Considerations when Buying Property in Central and Eastern Europe

Considering a property purchase in Central and Eastern Europe? It's important to review and understand the implications of your investment in this region. With many expats arriving and new businesses relocating, buying property in the Czech Republic, Hungary, Poland, Russia or Slovakia can be a sound purchase both as a home for your own family and as a source of future income.

Considering a property purchase in Central and Eastern Europe? It's important to review and understand the implications of your investment in this region. With many expats arriving and new businesses relocating, buying property in the Czech Republic, Hungary, Poland, Russia or Slovakia can be a sound purchase both as a home for your own family and as a source of future income.

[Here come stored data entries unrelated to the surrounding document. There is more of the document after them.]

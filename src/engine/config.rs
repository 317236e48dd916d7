//! Run-time options.
//!
//! The layout of a run (`Z`, `THREADS`, lanes per instance) is part of the
//! dispatcher's type and checked at compile time. [`RunOptions`] carries the
//! remaining knobs that only matter to the operating system and to
//! diagnostics.
//!
//! ```
//! use lockstep::RunOptions;
//!
//! let options = RunOptions::new()
//!     .with_thread_name("solver")
//!     .with_stack_size(4 << 20)
//!     .with_step_tracing(true)
//!     .build()
//!     .unwrap();
//! assert_eq!(options.thread_name(3), "solver-3");
//! ```

use crate::engine::error::ConfigError;
use crate::engine::types::ThreadIndex;

/// Smallest worker stack accepted by [`RunOptions::validate`].
pub const MIN_STACK_SIZE: usize = 64 * 1024;

/// Options applied to every run of a dispatcher.
#[derive(Debug, Clone, PartialEq, Eq)]
pub struct RunOptions {
    thread_name: String,
    stack_size: Option<usize>,
    trace_steps: bool,
}

impl Default for RunOptions {
    fn default() -> Self {
        Self {
            thread_name: "lockstep".to_string(),
            stack_size: None,
            trace_steps: false,
        }
    }
}

impl RunOptions {
    /// Default options.
    pub fn new() -> Self {
        Self::default()
    }

    /// Checks the options for values the worker pool cannot honor.
    pub fn validate(&self) -> Result<(), ConfigError> {
        if self.thread_name.is_empty() {
            return Err(ConfigError::EmptyThreadName);
        }
        if let Some(requested) = self.stack_size {
            if requested < MIN_STACK_SIZE {
                return Err(ConfigError::StackTooSmall {
                    requested,
                    minimum: MIN_STACK_SIZE,
                });
            }
        }
        Ok(())
    }

    /// Validates and returns the options.
    pub fn build(self) -> Result<Self, ConfigError> {
        self.validate()?;
        Ok(self)
    }

    /// Set the worker thread name prefix.
    pub fn with_thread_name(mut self, prefix: impl Into<String>) -> Self {
        self.thread_name = prefix.into();
        self
    }

    /// Set the worker stack size in bytes.
    pub fn with_stack_size(mut self, bytes: usize) -> Self {
        self.stack_size = Some(bytes);
        self
    }

    /// Log every step transition at `trace` level.
    pub fn with_step_tracing(mut self, enabled: bool) -> Self {
        self.trace_steps = enabled;
        self
    }

    /// Name given to worker `thread`.
    pub fn thread_name(&self, thread: ThreadIndex) -> String {
        format!("{}-{}", self.thread_name, thread)
    }

    /// Requested worker stack size, if any.
    pub fn stack_size(&self) -> Option<usize> {
        self.stack_size
    }

    /// Whether step transitions are logged.
    pub fn trace_steps(&self) -> bool {
        self.trace_steps
    }
}

#[cfg(test)]
mod tests {
    use super::*;

    #[test]
    fn defaults_are_valid() {
        assert!(RunOptions::default().validate().is_ok());
    }

    #[test]
    fn empty_prefix_is_rejected() {
        let err = RunOptions::new().with_thread_name("").build().unwrap_err();
        assert_eq!(err, ConfigError::EmptyThreadName);
    }

    #[test]
    fn tiny_stacks_are_rejected() {
        let err = RunOptions::new().with_stack_size(1024).build().unwrap_err();
        assert_eq!(
            err,
            ConfigError::StackTooSmall { requested: 1024, minimum: MIN_STACK_SIZE }
        );
    }
}
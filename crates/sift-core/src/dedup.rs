//! Duplicate detection orchestration
//!
//! Three tiers, cheapest first:
//! 1. In-memory fingerprint cache (immediate repeats)
//! 2. Exact fingerprint lookup in the host's store (re-delivery)
//! 3. Windowed similarity scan (paraphrased and complementary
//!    re-deliveries)
//!
//! The core only reads from the store; persisting an accepted transaction
//! is the host's job. Store failures propagate — a message that cannot be
//! duplicate-checked must not be silently accepted or dropped.

use tracing::{debug, warn};

use crate::cache::{FingerprintCache, DEFAULT_CAPACITY};
use crate::error::Result;
use crate::models::Transaction;
use crate::similarity;

/// Host-provided persistence queries
///
/// Consumed, never implemented, by the core. Implementations decide their
/// own retry/timeout policy; the core performs none.
pub trait TransactionStore {
    /// Whether a transaction with this fingerprint is already persisted
    fn exists_by_fingerprint(&self, fingerprint: &str) -> Result<bool>;

    /// All persisted transactions in `[start_millis, end_millis]`
    fn find_between(&self, start_millis: i64, end_millis: i64) -> Result<Vec<Transaction>>;
}

/// Duplicate detection tunables
#[derive(Debug, Clone)]
pub struct DedupConfig {
    /// Half-width of the similarity window around a candidate
    pub window_hours: i64,
    /// Maximum entries in the fingerprint cache
    pub cache_capacity: usize,
    /// Maximum amount difference still considered the same money
    pub amount_tolerance: f64,
    /// Combined similarity score at which two records are duplicates
    pub similarity_threshold: f64,
    /// Merchant similarity that alone lifts the combined score
    pub merchant_override_threshold: f64,
}

impl Default for DedupConfig {
    fn default() -> Self {
        Self {
            window_hours: 24,
            cache_capacity: DEFAULT_CAPACITY,
            amount_tolerance: 0.01,
            similarity_threshold: 0.7,
            merchant_override_threshold: 0.8,
        }
    }
}

/// Stateful duplicate checker
///
/// Owns the fingerprint cache; one checker is shared by all workers
/// feeding the same store.
pub struct DuplicateChecker {
    cache: FingerprintCache,
    config: DedupConfig,
}

impl DuplicateChecker {
    pub fn new() -> Self {
        Self::with_config(DedupConfig::default())
    }

    pub fn with_config(config: DedupConfig) -> Self {
        Self {
            cache: FingerprintCache::new(config.cache_capacity),
            config,
        }
    }

    pub fn cache(&self) -> &FingerprintCache {
        &self.cache
    }

    pub fn config(&self) -> &DedupConfig {
        &self.config
    }

    /// Decide whether a candidate repeats an already-recorded event
    ///
    /// A negative verdict still records the candidate's fingerprint in the
    /// cache so an identical near-future repeat short-circuits at tier 1.
    pub fn is_duplicate(
        &self,
        candidate: &Transaction,
        store: &dyn TransactionStore,
    ) -> Result<bool> {
        // Tier 1: recently seen fingerprint
        if self.cache.contains(&candidate.fingerprint) {
            debug!(fingerprint = %candidate.fingerprint, "duplicate via cache");
            return Ok(true);
        }

        // Tier 2: exact match already persisted
        if store
            .exists_by_fingerprint(&candidate.fingerprint)
            .map_err(|e| {
                warn!(error = %e, "store fingerprint lookup failed");
                e
            })?
        {
            self.cache
                .add(&candidate.fingerprint, candidate.timestamp_millis);
            debug!(fingerprint = %candidate.fingerprint, "duplicate via store");
            return Ok(true);
        }

        // Tier 3: similar record inside the window
        let window_millis = self.config.window_hours * 3600 * 1000;
        let neighbors = store.find_between(
            candidate.timestamp_millis - window_millis,
            candidate.timestamp_millis + window_millis,
        )?;

        for existing in &neighbors {
            if similarity::are_transactions_similar(candidate, existing, &self.config) {
                self.cache
                    .add(&candidate.fingerprint, candidate.timestamp_millis);
                debug!("duplicate via similarity");
                return Ok(true);
            }
        }

        self.cache
            .add(&candidate.fingerprint, candidate.timestamp_millis);
        Ok(false)
    }
}

impl Default for DuplicateChecker {
    fn default() -> Self {
        Self::new()
    }
}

Is the owner motivated to sell?

Dávid Ábrahám from At Home Budapest real estate agency explains that sometimes, owners in Central and Eastern Europe are resilient to market conditions and willing to hold on to their property. This situation can be a tough one to negotiate price in, however sometimes additional renovations may be offered in lieu of a reduction in price.

What's the Market like?

If you want to rent this property to others, consider the future demand from locals, foreign expats, businesses and tourists. Central and Eastern European markets show promise in terms of business expansion. In an emerging market like Central Europe you can look forward to continued demand due to businesses expansion to the region.

What are exchange rate and currency expectations?

Exchange rate variations will rate have a bearing on how much you can afford in different areas of the world. Slovakia operates in Euro, while other Central European countries like the Czech Republic and Hungary remain on their own currencies. Educate yourself or ask your real estate agent about the expectations in your country of interest.

How is the Neighborhood?

Schools, residential complexes and businesses are rapidly developing in countries like Hungary, Poland, Czech Republic, Slovakia and Russia to meet the demands of expatriates relocating. The international schools are farther from the city center but property around them always remains desirable. Fortunately, many international schools in the region run custom bus-services based on the needs of the student body. Consider access to both public transportation and parking. 

How much time and money are you willing to put into the property?

Consider the costs of repairing an older home vs. buying a new, modern property. Investing in renovations and luxury furnishings is a great way to ensure demand from short-term renters, if you are willing to also invest the time in maintaining the property. Compare the maintenance and upkeep costs, along with heating and cooling costs.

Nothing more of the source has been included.